Segment Open

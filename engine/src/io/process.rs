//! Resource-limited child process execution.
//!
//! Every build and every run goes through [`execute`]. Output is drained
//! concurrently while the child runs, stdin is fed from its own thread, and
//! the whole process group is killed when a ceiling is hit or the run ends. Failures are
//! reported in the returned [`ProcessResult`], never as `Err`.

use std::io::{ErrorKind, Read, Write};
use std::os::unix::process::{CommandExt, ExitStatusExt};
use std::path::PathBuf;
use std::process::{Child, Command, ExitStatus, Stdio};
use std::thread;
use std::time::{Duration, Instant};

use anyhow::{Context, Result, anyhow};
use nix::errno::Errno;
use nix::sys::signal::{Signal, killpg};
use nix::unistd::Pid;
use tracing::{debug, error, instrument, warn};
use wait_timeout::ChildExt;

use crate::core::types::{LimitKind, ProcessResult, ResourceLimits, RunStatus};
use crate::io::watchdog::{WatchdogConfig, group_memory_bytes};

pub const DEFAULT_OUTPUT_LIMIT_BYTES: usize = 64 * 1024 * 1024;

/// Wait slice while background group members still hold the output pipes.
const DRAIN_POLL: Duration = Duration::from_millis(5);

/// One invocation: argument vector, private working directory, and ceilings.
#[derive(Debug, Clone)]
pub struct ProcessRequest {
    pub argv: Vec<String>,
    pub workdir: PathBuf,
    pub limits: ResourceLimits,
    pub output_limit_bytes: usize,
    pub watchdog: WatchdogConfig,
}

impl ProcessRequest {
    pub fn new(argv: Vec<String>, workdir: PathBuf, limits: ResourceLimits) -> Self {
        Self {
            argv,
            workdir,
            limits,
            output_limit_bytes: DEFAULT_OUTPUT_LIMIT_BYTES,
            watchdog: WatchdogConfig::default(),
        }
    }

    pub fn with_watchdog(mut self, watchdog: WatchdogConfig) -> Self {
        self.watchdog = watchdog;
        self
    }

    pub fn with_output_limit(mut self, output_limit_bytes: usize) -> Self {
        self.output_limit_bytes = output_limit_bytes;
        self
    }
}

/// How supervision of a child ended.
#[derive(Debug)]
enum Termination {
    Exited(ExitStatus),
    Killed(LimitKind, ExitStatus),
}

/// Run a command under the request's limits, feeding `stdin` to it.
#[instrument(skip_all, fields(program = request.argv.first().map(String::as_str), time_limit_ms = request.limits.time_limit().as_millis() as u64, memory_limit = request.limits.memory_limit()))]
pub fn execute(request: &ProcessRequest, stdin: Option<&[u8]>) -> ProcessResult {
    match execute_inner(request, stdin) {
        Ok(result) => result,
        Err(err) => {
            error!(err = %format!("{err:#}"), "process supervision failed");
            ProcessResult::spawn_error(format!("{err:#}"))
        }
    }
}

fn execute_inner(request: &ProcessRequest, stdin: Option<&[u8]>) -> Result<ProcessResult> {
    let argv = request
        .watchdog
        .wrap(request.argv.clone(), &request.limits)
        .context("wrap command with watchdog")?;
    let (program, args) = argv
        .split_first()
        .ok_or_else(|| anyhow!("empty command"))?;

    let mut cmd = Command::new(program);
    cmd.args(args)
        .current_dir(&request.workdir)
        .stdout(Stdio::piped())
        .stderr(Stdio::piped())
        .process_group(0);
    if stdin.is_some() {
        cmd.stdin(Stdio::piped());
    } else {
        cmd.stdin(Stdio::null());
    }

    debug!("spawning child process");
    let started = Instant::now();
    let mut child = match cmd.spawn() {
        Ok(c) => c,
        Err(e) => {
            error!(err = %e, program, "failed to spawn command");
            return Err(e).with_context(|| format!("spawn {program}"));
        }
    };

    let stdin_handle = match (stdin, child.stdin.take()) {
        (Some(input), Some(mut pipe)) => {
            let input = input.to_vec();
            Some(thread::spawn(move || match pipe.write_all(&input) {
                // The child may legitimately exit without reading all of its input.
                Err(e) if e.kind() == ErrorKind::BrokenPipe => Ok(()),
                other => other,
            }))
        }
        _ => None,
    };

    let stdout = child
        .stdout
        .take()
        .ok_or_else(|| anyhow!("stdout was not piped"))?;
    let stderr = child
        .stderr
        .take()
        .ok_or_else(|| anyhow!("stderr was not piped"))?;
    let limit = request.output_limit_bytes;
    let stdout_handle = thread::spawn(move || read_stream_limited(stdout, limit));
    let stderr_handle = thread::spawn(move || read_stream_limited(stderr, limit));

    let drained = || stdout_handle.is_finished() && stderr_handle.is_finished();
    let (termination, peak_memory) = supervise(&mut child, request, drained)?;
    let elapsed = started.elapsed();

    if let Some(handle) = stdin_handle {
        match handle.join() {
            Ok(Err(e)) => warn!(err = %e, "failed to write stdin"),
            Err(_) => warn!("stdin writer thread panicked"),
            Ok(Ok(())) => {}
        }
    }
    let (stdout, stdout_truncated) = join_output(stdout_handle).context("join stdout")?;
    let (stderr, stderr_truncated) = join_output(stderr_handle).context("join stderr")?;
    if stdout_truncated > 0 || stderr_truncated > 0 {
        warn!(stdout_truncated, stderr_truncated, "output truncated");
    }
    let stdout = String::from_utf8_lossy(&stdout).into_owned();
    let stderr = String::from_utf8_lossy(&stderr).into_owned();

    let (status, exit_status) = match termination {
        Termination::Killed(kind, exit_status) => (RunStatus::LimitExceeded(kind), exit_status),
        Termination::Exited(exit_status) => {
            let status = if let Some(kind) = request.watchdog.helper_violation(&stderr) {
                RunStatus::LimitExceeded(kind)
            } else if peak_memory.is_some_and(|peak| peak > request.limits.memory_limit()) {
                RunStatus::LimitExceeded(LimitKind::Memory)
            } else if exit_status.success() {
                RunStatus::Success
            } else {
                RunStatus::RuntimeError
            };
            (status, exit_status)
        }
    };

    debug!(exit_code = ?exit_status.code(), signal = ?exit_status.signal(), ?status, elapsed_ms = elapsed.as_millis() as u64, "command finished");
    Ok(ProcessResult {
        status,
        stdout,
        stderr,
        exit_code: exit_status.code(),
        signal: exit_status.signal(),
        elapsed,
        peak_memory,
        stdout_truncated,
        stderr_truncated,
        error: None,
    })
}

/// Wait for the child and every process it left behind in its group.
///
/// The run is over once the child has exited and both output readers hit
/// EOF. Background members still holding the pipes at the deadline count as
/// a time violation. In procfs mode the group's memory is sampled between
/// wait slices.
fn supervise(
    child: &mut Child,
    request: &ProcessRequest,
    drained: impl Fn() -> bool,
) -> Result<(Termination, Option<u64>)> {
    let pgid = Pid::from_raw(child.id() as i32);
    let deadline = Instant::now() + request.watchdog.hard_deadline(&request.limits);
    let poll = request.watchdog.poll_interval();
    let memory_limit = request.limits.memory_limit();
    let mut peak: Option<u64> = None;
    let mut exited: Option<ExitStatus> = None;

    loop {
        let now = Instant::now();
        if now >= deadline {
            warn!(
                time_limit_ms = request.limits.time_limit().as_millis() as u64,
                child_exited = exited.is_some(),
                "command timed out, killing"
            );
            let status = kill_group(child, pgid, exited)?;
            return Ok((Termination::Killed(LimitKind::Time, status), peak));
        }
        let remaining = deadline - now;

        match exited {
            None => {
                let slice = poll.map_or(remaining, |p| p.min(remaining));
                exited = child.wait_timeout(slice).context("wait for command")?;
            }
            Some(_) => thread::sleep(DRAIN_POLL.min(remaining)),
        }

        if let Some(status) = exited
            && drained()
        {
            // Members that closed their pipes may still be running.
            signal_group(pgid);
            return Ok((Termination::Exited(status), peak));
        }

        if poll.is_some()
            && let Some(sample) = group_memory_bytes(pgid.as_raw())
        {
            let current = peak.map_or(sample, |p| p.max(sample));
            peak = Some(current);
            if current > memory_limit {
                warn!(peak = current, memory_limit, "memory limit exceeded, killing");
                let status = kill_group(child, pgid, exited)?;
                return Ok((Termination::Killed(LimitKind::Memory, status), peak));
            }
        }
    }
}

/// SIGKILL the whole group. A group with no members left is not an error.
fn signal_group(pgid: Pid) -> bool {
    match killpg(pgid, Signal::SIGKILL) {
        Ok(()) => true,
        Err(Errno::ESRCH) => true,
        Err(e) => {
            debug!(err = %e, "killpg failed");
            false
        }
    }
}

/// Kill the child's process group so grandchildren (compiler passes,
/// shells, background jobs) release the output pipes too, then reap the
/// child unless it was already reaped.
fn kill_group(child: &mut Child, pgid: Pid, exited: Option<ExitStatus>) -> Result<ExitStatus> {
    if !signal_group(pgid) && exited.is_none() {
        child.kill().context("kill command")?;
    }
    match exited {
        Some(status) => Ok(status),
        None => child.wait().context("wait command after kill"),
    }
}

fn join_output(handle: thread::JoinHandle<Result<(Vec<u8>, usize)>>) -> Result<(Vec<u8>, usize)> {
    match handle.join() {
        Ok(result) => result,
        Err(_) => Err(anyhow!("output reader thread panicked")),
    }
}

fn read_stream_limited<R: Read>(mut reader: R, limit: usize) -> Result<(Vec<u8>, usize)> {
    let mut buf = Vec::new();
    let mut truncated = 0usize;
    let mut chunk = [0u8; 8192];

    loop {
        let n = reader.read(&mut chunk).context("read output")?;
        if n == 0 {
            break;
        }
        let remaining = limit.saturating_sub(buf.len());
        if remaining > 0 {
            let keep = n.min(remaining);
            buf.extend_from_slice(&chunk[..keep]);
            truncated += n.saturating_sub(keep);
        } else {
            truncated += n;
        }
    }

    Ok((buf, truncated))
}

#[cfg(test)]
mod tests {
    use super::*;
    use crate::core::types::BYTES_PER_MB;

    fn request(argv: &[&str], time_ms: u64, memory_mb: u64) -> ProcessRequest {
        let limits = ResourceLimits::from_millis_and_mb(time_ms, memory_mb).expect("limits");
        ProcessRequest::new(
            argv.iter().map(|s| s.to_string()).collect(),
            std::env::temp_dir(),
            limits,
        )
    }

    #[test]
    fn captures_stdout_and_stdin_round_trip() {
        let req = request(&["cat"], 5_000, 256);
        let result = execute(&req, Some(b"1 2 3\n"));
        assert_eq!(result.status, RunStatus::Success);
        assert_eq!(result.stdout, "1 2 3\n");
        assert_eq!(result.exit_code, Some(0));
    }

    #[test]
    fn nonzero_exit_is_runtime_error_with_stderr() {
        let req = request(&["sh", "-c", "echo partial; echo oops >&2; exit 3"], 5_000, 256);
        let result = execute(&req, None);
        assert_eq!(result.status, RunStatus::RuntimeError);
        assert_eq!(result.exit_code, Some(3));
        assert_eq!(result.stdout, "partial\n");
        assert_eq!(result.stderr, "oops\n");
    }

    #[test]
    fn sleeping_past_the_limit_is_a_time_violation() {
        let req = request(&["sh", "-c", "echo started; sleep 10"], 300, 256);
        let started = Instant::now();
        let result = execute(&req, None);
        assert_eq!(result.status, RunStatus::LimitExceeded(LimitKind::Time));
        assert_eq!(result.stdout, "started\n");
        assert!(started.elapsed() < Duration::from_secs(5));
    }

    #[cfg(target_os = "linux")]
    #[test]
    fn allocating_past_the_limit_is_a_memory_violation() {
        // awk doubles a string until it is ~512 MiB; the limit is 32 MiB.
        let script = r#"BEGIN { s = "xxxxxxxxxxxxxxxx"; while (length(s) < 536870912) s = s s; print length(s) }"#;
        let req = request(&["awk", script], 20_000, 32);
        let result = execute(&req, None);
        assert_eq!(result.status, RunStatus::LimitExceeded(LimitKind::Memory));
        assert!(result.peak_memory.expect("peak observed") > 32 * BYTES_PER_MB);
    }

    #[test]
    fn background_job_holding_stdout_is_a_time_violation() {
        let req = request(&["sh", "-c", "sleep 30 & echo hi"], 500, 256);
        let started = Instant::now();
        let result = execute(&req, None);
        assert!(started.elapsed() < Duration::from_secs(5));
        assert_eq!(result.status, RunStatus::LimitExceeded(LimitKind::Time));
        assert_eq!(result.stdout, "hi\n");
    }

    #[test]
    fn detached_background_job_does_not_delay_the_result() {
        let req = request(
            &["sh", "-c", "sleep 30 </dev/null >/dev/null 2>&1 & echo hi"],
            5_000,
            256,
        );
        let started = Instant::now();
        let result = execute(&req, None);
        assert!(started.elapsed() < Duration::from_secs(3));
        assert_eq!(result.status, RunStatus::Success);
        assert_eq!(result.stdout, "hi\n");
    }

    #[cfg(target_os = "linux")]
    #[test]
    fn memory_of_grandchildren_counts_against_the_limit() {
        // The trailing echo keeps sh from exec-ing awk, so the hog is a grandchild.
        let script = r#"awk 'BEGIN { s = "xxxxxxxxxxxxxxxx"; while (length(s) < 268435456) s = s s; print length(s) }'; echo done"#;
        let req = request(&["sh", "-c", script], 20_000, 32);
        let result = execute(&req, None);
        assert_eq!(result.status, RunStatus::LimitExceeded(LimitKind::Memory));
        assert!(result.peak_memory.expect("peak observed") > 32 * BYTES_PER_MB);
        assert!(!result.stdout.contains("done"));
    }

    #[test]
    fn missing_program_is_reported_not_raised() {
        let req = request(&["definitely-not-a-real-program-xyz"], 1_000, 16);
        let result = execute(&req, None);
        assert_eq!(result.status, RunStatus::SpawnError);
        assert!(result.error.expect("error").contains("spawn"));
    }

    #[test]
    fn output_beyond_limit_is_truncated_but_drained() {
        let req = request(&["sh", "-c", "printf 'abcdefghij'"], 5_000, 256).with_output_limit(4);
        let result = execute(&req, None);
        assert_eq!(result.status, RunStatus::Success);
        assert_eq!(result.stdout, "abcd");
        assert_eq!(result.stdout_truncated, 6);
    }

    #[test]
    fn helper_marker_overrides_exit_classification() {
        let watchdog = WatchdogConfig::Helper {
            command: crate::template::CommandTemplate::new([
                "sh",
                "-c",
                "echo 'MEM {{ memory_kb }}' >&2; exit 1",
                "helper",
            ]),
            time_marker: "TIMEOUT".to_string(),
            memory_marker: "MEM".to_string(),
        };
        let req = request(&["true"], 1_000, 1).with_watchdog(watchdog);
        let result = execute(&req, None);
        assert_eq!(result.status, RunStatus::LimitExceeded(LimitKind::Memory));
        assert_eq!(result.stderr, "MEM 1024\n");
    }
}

Segment Closed

Search the listing above for "done" and copy every line that holds it.

SOLUTION:
        let script = r#"awk 'BEGIN { s = "xxxxxxxxxxxxxxxx"; while (length(s) < 268435456) s = s s; print length(s) }'; echo done"#;
        assert!(!result.stdout.contains("done"));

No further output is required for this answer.